On Thu, Nov 25, 2010 at 11:32 AM, Joachim Breitner <mail@joachim-breitner.de> wrote:
Hi,

although semantically it could, ghc does not do common subexpression
elimination (CSE), at least not in every case. The canonical example
where it would be bad is the function (with div to avoid numerical
casting):

> avg :: [Int] -> Int
> avg n = (sum [0..n] `div` length [0..n])

The reason why [0..n] is not shared is because then it would be kept in
memory completely after the evaluation of sum, because length will still
need it, possibly overflowing the memory. In the non-shared form,
though, the garbage collector can clean up directly behind sum and
length, and the program runs in constant space.

Note that the shared expression would be very large compared to the
thunks.

Now consider the program:

> avg' :: [Int] -> (Int, Int)
> avg' n = (sum [0..n] `div` length [0..n], length [0..n])

I’d say that CSE to
> avg n = (sum [0..n] `div` l, l)
>   where l = length [0..n]
is safe, because the shared expression (an Int) is smaller than the
thunks and the compiler can tell.

So I wonder:
 * Is sharing values of type Int (and Bool and similar small values)
always safe?
 * If so: does GHC already do that?
 * Would it be technically possible?
 * Is there an established theory that can tell, for a sharing
candidate, whether it is safe to share it?

I'm just going to answer your last question.

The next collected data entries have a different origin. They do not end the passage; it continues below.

//! World engine binary for the Frontier simulation.
//!
//! This is the main entry point that wires together the tick loop, the
//! snapshot store, world generation and the result broadcaster. It loads
//! configuration, initializes all subsystems, and runs the simulation loop
//! until a termination condition is met.
//!
//! # Startup Sequence
//!
//! 1. Load configuration from `frontier-config.yaml`
//! 2. Initialize structured logging (tracing), plain or JSON
//! 3. Connect to `PostgreSQL` and run migrations (optional; failures
//!    downgrade to running without persistence)
//! 4. Restore the latest snapshot, or generate a fresh world
//! 5. Start the snapshot writer task
//! 6. Start the tick broadcaster and its log subscriber
//! 7. Install the Ctrl-C shutdown signal
//! 8. Run the simulation loop on its own task
//! 9. Join the seed actors (fresh worlds only)
//! 10. Wait for the loop, then for the writer to drain

mod broadcast;
mod error;
mod persistence;
mod spawner;
mod worldgen;

use std::path::Path;

use tokio::sync::watch;
use tokio::task::JoinHandle;
use tracing::{info, warn};
use tracing_subscriber::EnvFilter;

use frontier_core::config::{LogFormat, LoggingConfig, PersistenceConfig};
use frontier_core::{
    NoSnapshots, RunnerConfig, Simulation, SimulationConfig, SimulationResult, SnapshotSink,
    command_channel, run_simulation,
};
use frontier_db::{PostgresPool, SnapshotStore};
use frontier_world::WorldState;

use crate::broadcast::BroadcastCallback;
use crate::error::EngineError;

/// Config file, relative to the working directory.
const CONFIG_PATH: &str = "frontier-config.yaml";

/// Unread tick results buffered per broadcast subscriber.
const BROADCAST_CAPACITY: usize = 64;

/// Application entry point for the world engine.
///
/// # Errors
///
/// Returns an error if any initialization step or the simulation itself fails.
#[tokio::main]
async fn main() -> Result<(), Box<dyn std::error::Error>> {
    // 1. Load configuration. Logging is configured from it, so this comes
    //    first.
    let config_path = Path::new(CONFIG_PATH);
    let config = SimulationConfig::load(config_path)?;

    // 2. Initialize structured logging.
    init_logging(&config.logging);
    info!(
        world_name = config.world.name,
        seed = config.world.seed,
        tick_interval_ms = config.world.tick_interval_ms,
        max_ticks = config.world.max_ticks,
        "frontier-engine starting"
    );

    let result = Box::pin(run(&config, config_path)).await?;

    info!(
        stop_reason = ?result.stop_reason,
        total_ticks = result.total_ticks,
        final_tick = result.final_tick,
        "frontier-engine shutdown complete"
    );
    Ok(())
}

/// Steps 3 to 10 of the startup sequence.
async fn run(
    config: &SimulationConfig,
    config_path: &Path,
) -> Result<SimulationResult, EngineError> {
    // 3. Connect to the database.
    let pool = connect_database(&config.persistence).await;

    // 4. Restore or generate the world.
    let (world, restored) = restore_or_generate(config, pool.as_ref()).await?;
    let mut sim = Simulation::new(
        world,
        config.rules.clone(),
        config.npc.clone(),
        config.world.max_command_age_ticks,
    );

    // 5. Snapshot writer.
    let (mut sink, writer): (Box<dyn SnapshotSink>, Option<JoinHandle<()>>) = match pool {
        Some(pool) => {
            let (sink, handle) =
                persistence::spawn_writer(pool, config.persistence.snapshot_queue_capacity);
            (Box::new(sink), Some(handle))
        }
        None => (Box::new(NoSnapshots), None),
    };

    // 6. Broadcaster.
    let mut callback = BroadcastCallback::new(BROADCAST_CAPACITY);
    let digest = tokio::spawn(broadcast::log_subscriber(callback.subscribe()));

    // 7. Shutdown signal.
    let (shutdown_tx, shutdown_rx) = watch::channel(false);
    tokio::spawn(async move {
        if let Err(err) = tokio::signal::ctrl_c().await {
            // Keep the sender alive: a dropped sender reads as a shutdown.
            warn!(error = %err, "cannot listen for Ctrl-C, stop the process externally");
            std::future::pending::<()>().await;
        }
        info!("shutdown requested");
        if shutdown_tx.send(true).is_err() {
            info!("simulation already stopped");
        }
    });

    // 8. Tick loop. The sink and callback move into the task and are
    //    dropped when it ends, which lets the writer and subscriber finish.
    let (sender, mut inbox) = command_channel();
    let runner_config = RunnerConfig {
        tick_interval_ms: config.world.tick_interval_ms,
        max_ticks: config.world.max_ticks,
        snapshot_interval_ticks: if writer.is_some() {
            config.persistence.snapshot_interval_ticks
        } else {
            0
        },
    };
    let sim_task = tokio::spawn(async move {
        run_simulation(
            &mut sim,
            &mut inbox,
            shutdown_rx,
            runner_config,
            &mut callback,
            sink.as_mut(),
        )
        .await
    });

    // 9. Seed actors.
    if !restored {
        let spawner_config = spawner::load_spawner_config(config_path)?;
        spawner::spawn_seed_actors(&sender, &spawner_config).await;
    }
    // No transport is attached to this binary; clients would hold clones.
    drop(sender);

    // 10. Wait for everything to wind down.
    let result = sim_task.await??;
    if let Some(writer) = writer {
        writer.await?;
    }
    digest.await?;
    Ok(result)
}

/// Install the global tracing subscriber.
///
/// `RUST_LOG` wins over the configured level when set.
fn init_logging(logging: &LoggingConfig) {
    let filter =
        EnvFilter::try_from_default_env().unwrap_or_else(|_| EnvFilter::new(&logging.level));
    let builder = tracing_subscriber::fmt()
        .with_env_filter(filter)
        .with_target(true);
    match logging.format {
        LogFormat::Plain => builder.init(),
        LogFormat::Json => builder.json().init(),
    }
}

/// Open the snapshot database, or return `None` to run without persistence.
async fn connect_database(persistence: &PersistenceConfig) -> Option<PostgresPool> {
    if !persistence.enabled {
        info!("persistence disabled");
        return None;
    }
    match PostgresPool::open(&persistence.postgres_url).await {
        Ok(pool) => Some(pool),
        Err(err) => {
            warn!(error = %err, "database unavailable, running without persistence");
            None
        }
    }
}

/// Load the newest snapshot if there is one, otherwise build a new world.
///
/// Returns the world and whether it was restored.
async fn restore_or_generate(
    config: &SimulationConfig,
    pool: Option<&PostgresPool>,
) -> Result<(WorldState, bool), EngineError> {
    if let Some(pool) = pool
        && let Some(snapshot) = SnapshotStore::new(pool.pool()).load_latest().await?
    {
        if snapshot.seed != config.world.seed {
            warn!(
                snapshot_seed = snapshot.seed,
                config_seed = config.world.seed,
                "snapshot seed differs from config, keeping the snapshot's"
            );
        }
        let world = WorldState::restore(snapshot, config.world.settings())?;
        info!(
            tick = world.tick(),
            actors = world.actors.len(),
            resources = world.resources.len(),
            "world restored from snapshot"
        );
        return Ok((world, true));
    }

    let mut world = WorldState::new(config.world.seed, config.world.settings())?;
    worldgen::populate(&mut world, &config.generation)?;
    Ok((world, false))
}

Jörgen Gustavsson and David Sands developed the theory of space improvement for call-by-need. That can help you answer the other questions you have. But that being said, it's fairly complicated stuff, and it's not a very easy to use theory. I think it's inherent in the problem though, the space behavior of lazy programs is just weird. If you're curious to read about space improvement see papers [GS01] and [GS99] on the following page:
http://www.cse.chalmers.se/~dave/davewww.html

Cheers,

Josef